Nous observons des comportements inattendus. Déjà, il n’y a pas que les vieux ivrognes qui titubent sur le trottoir crasseux, mais aussi les femmes ! La boisson, surnommée « Le délice des dames » (« Lady’s Delight ») est servi dans des gobelets élégants et plus féminins plutôt que dans de grandes chopes ringardes. Ce qui n’aide pas la santé des jeunes mamans, malgré un taux de mortalité infantile qui culmine à 35% au milieu du XVIIIe siècle…

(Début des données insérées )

//! Application facade.
//!
//! `FitnessTracker` owns the profile, the activity log and the goals. The UI calls
//! its operations with raw form text; each returns a view or a [`TrackerError`].
//! After every successful change the refreshed views are published to subscribers.

use std::path::Path;

use crossbeam::channel::{unbounded, Receiver, Sender};

use crate::activities::{resolve_pair, Activity, ActivityLog};
use crate::clock::{Clock, SystemClock};
use crate::error::{parse_field, TrackerError};
use crate::goals::{Goal, GoalEngine, GoalType};
use crate::profile::{Profile, UserProfile};
use crate::reports::{self, WeeklyReport};
use crate::storage::{AppConfig, DataFile, TrackerState};
use crate::views::{self, ActivityRow, GoalView, TrackerViews};

/// Change notification published to subscribers.
#[derive(Debug, Clone, PartialEq)]
pub enum TrackerEvent {
    /// State changed; carries the views to redraw
    Refreshed(TrackerViews),
    /// A goal reached its target with the latest activity
    GoalAchieved(GoalView),
    /// State was written to the data file
    Saved,
    /// State was read from the data file
    Loaded,
}

/// Single entry point for the UI.
pub struct FitnessTracker {
    profile: Profile,
    activities: ActivityLog,
    goals: GoalEngine,
    data_file: DataFile,
    clock: Box<dyn Clock>,
    autosave_on_exit: bool,
    subscribers: Vec<Sender<TrackerEvent>>,
}

impl FitnessTracker {
    /// Create an empty tracker backed by `data_file`.
    pub fn new(data_file: DataFile, clock: Box<dyn Clock>) -> Self {
        Self {
            profile: Profile::new(),
            activities: ActivityLog::new(),
            goals: GoalEngine::new(),
            data_file,
            clock,
            autosave_on_exit: true,
            subscribers: Vec::new(),
        }
    }

    /// Create an empty tracker from configuration, using the system clock.
    pub fn from_config(config: &AppConfig) -> Self {
        let mut tracker = Self::new(
            DataFile::new(config.data_file.clone()),
            Box::new(SystemClock),
        );
        tracker.autosave_on_exit = config.autosave_on_exit;
        tracker
    }

    /// Receive change notifications.
    pub fn subscribe(&mut self) -> Receiver<TrackerEvent> {
        let (tx, rx) = unbounded();
        self.subscribers.push(tx);
        rx
    }

    /// Set or replace the profile from form text.
    pub fn set_profile(
        &mut self,
        name: &str,
        age: &str,
        weight_kg: &str,
        height_cm: &str,
    ) -> Result<String, TrackerError> {
        let age: u32 = parse_field("Age", age)?;
        let weight_kg: f64 = parse_field("Weight", weight_kg)?;
        let height_cm: f64 = parse_field("Height", height_cm)?;

        self.profile.set(name, age, weight_kg, height_cm)?;
        self.publish_refresh();
        Ok(self.profile.summary())
    }

    /// Log an activity from form text and feed it to every goal.
    pub fn log_activity(
        &mut self,
        category: &str,
        activity_type: &str,
        duration_min: &str,
    ) -> Result<ActivityRow, TrackerError> {
        if !self.profile.is_set() {
            return Err(TrackerError::ProfileRequired);
        }
        let (category, activity_type) = resolve_pair(category, activity_type)?;
        let duration_min: u32 = parse_field("Duration", duration_min)?;

        let today = self.clock.today();
        let activity = self
            .activities
            .record(category, activity_type, duration_min, today)?;
        let row = ActivityRow::from_activity(activity);
        let event = activity.event();

        let achieved = self.goals.apply(&event);
        for id in achieved {
            if let Some(goal) = self.goals.get(id) {
                let view = GoalView::from_goal(goal, today);
                self.publish(TrackerEvent::GoalAchieved(view));
            }
        }

        self.publish_refresh();
        Ok(row)
    }

    /// Create a goal from form text.
    pub fn set_goal(
        &mut self,
        goal_type: &str,
        target: &str,
        duration_days: &str,
    ) -> Result<GoalView, TrackerError> {
        if !self.profile.is_set() {
            return Err(TrackerError::ProfileRequired);
        }
        let goal_type: GoalType = goal_type.parse()?;
        let target: f64 = parse_field("Target", target)?;
        let duration_days: u32 = parse_field("Duration", duration_days)?;

        let today = self.clock.today();
        let goal = self.goals.create(goal_type, target, duration_days, today)?;
        let view = GoalView::from_goal(goal, today);

        self.publish_refresh();
        Ok(view)
    }

    /// Rows for the activities table, in log order.
    pub fn list_activities(&self) -> Vec<ActivityRow> {
        self.activities
            .list()
            .iter()
            .map(ActivityRow::from_activity)
            .collect()
    }

    /// Goals with derived progress, in creation order.
    pub fn list_goals(&self) -> Vec<GoalView> {
        let today = self.clock.today();
        self.goals
            .list()
            .iter()
            .map(|goal| GoalView::from_goal(goal, today))
            .collect()
    }

    /// Summary of the week ending today.
    pub fn weekly_report(&self) -> Result<WeeklyReport, TrackerError> {
        reports::weekly_report(self.activities.list(), self.clock.today())
            .ok_or_else(|| TrackerError::EmptyState(views::NO_ACTIVITIES_MESSAGE.to_string()))
    }

    /// Write the activity log as CSV to `path`; returns the number of rows.
    pub fn export_csv(&self, path: &Path) -> Result<usize, TrackerError> {
        if self.activities.is_empty() {
            return Err(TrackerError::EmptyState(
                views::NO_EXPORT_DATA_MESSAGE.to_string(),
            ));
        }
        Ok(reports::export_csv_to_file(self.activities.list(), path)?)
    }

    /// Write all state to the data file.
    pub fn save(&mut self) -> Result<(), TrackerError> {
        if let Err(e) = self.data_file.save(&self.state()) {
            tracing::error!("Failed to save {}: {}", self.data_file.path().display(), e);
            return Err(e.into());
        }
        self.publish(TrackerEvent::Saved);
        Ok(())
    }

    /// Replace in-memory state with the data file's contents.
    ///
    /// On failure the tracker continues with empty state and the error is returned
    /// for the UI to show.
    pub fn load(&mut self) -> Result<(), TrackerError> {
        let result = self.data_file.load();
        let state = match result {
            Ok(state) => state,
            Err(e) => {
                tracing::error!("Failed to load {}: {}", self.data_file.path().display(), e);
                self.restore(TrackerState::default());
                self.publish_refresh();
                return Err(e.into());
            }
        };

        self.restore(state);
        self.publish(TrackerEvent::Loaded);
        self.publish_refresh();
        Ok(())
    }

    /// Prepare for shutdown, saving first when autosave is enabled.
    pub fn quit(&mut self) -> Result<(), TrackerError> {
        tracing::info!("Shutting down");
        if self.autosave_on_exit {
            self.save()?;
        }
        Ok(())
    }

    /// Current profile, if set.
    pub fn profile(&self) -> Option<&UserProfile> {
        self.profile.get()
    }

    /// Profile summary line for the header panel.
    pub fn profile_summary(&self) -> String {
        self.profile.summary()
    }

    pub fn activities(&self) -> &[Activity] {
        self.activities.list()
    }

    pub fn goals(&self) -> &[Goal] {
        self.goals.list()
    }

    /// Snapshot of everything that gets persisted.
    pub fn state(&self) -> TrackerState {
        TrackerState {
            profile: self.profile.get().cloned(),
            activities: self.activities.list().to_vec(),
            goals: self.goals.list().to_vec(),
        }
    }

    /// Views for the main window.
    pub fn views(&self) -> TrackerViews {
        TrackerViews {
            profile_summary: self.profile.summary(),
            activity_rows: self.list_activities(),
            goals: self.list_goals(),
        }
    }

    pub fn data_file(&self) -> &DataFile {
        &self.data_file
    }

    fn restore(&mut self, state: TrackerState) {
        self.profile = Profile::from_user(state.profile);
        self.activities = ActivityLog::from_entries(state.activities);
        self.goals = GoalEngine::from_goals(state.goals);
    }

    fn publish_refresh(&mut self) {
        if self.subscribers.is_empty() {
            return;
        }
        let views = self.views();
        self.publish(TrackerEvent::Refreshed(views));
    }

    fn publish(&mut self, event: TrackerEvent) {
        // Drop subscribers whose receiver is gone
        self.subscribers.retain(|tx| tx.send(event.clone()).is_ok());
    }
}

Les excès sont, semble-t-il, nombreux. Des cas de nudité publique, mais aussi des bagarres d’ivrognes, voire des meurtres, sont rapportés dans les journaux londoniens. Les moralistes blâment les mères dont les mœurs ont été corrompues par la boisson, contraintes à la prostitution et à la maladie syphilitique pour obtenir leur dose. Bien sûr, la panique ouvre la voie à la fantaisie et à l’exagération : on raconte que deux musaraignes cuites au gin auraient été victimes d’une combustion spontanée spectaculaire !

Le gin au tribunal

Ces excès, confinés pour la plupart à la périphérie de Londres, ont alarmé le grand jury du Middlesex : « La majeure partie de la pauvreté, des meurtres et des vols à Londres pourrait être attribuée à cette seule cause. » Le Parlement britannique est finalement intervenu, promulguant plusieurs lois dans la première moitié du XVIIIe siècle pour endiguer ce commerce lucratif. Les textes sont facilement contournés par des revendeurs facétieux qui distribuent leur gin sous d’autres noms : « Brandy parlementaire », « eau colique »…

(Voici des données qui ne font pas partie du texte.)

//! Calendar clock used to stamp activities and goals.

use std::sync::Arc;

use chrono::{Local, NaiveDate};
use crossbeam::atomic::AtomicCell;

/// Source of the current local calendar day.
pub trait Clock: Send + Sync {
    /// Today's date in local time.
    fn today(&self) -> NaiveDate;
}

/// Clock backed by the system's local time.
#[derive(Debug, Clone, Copy, Default)]
pub struct SystemClock;

impl Clock for SystemClock {
    fn today(&self) -> NaiveDate {
        Local::now().date_naive()
    }
}

/// Clock pinned to a settable date.
///
/// Clones share the same date, so a test can keep one handle and move the date while
/// the tracker holds another.
#[derive(Debug, Clone)]
pub struct FixedClock {
    date: Arc<AtomicCell<NaiveDate>>,
}

impl FixedClock {
    /// Create a clock that always returns `date`.
    pub fn new(date: NaiveDate) -> Self {
        Self {
            date: Arc::new(AtomicCell::new(date)),
        }
    }

    /// Move the clock to a new date.
    pub fn set(&self, date: NaiveDate) {
        self.date.store(date);
    }
}

impl Clock for FixedClock {
    fn today(&self) -> NaiveDate {
        self.date.load()
    }
}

En 1751, une loi plus stricte fut votée, augmentant les taxes sur les boissons et introduisant de nouvelles obligations légales pour les distributeurs. Cette mesure, combinée à de mauvaises récoltes et à une baisse générale des salaires, va redonner une certaine sobriété à l’Angleterre du XVIIIe siècle. Bonne nouvelle : autrefois réservé à une élite, le thé devient plus économique et de plus en plus populaire dans les salons et les bars. Les céréales distillées sont remplacées par des baies innocentes. Bientôt, le l’heure du thé supplante le engouement pour le gin.

Ray Richard

Head of technical department in some websites, I have been in the field of electronic journalism for 12 years and I am interested in travel, trips and discovering the world of technology.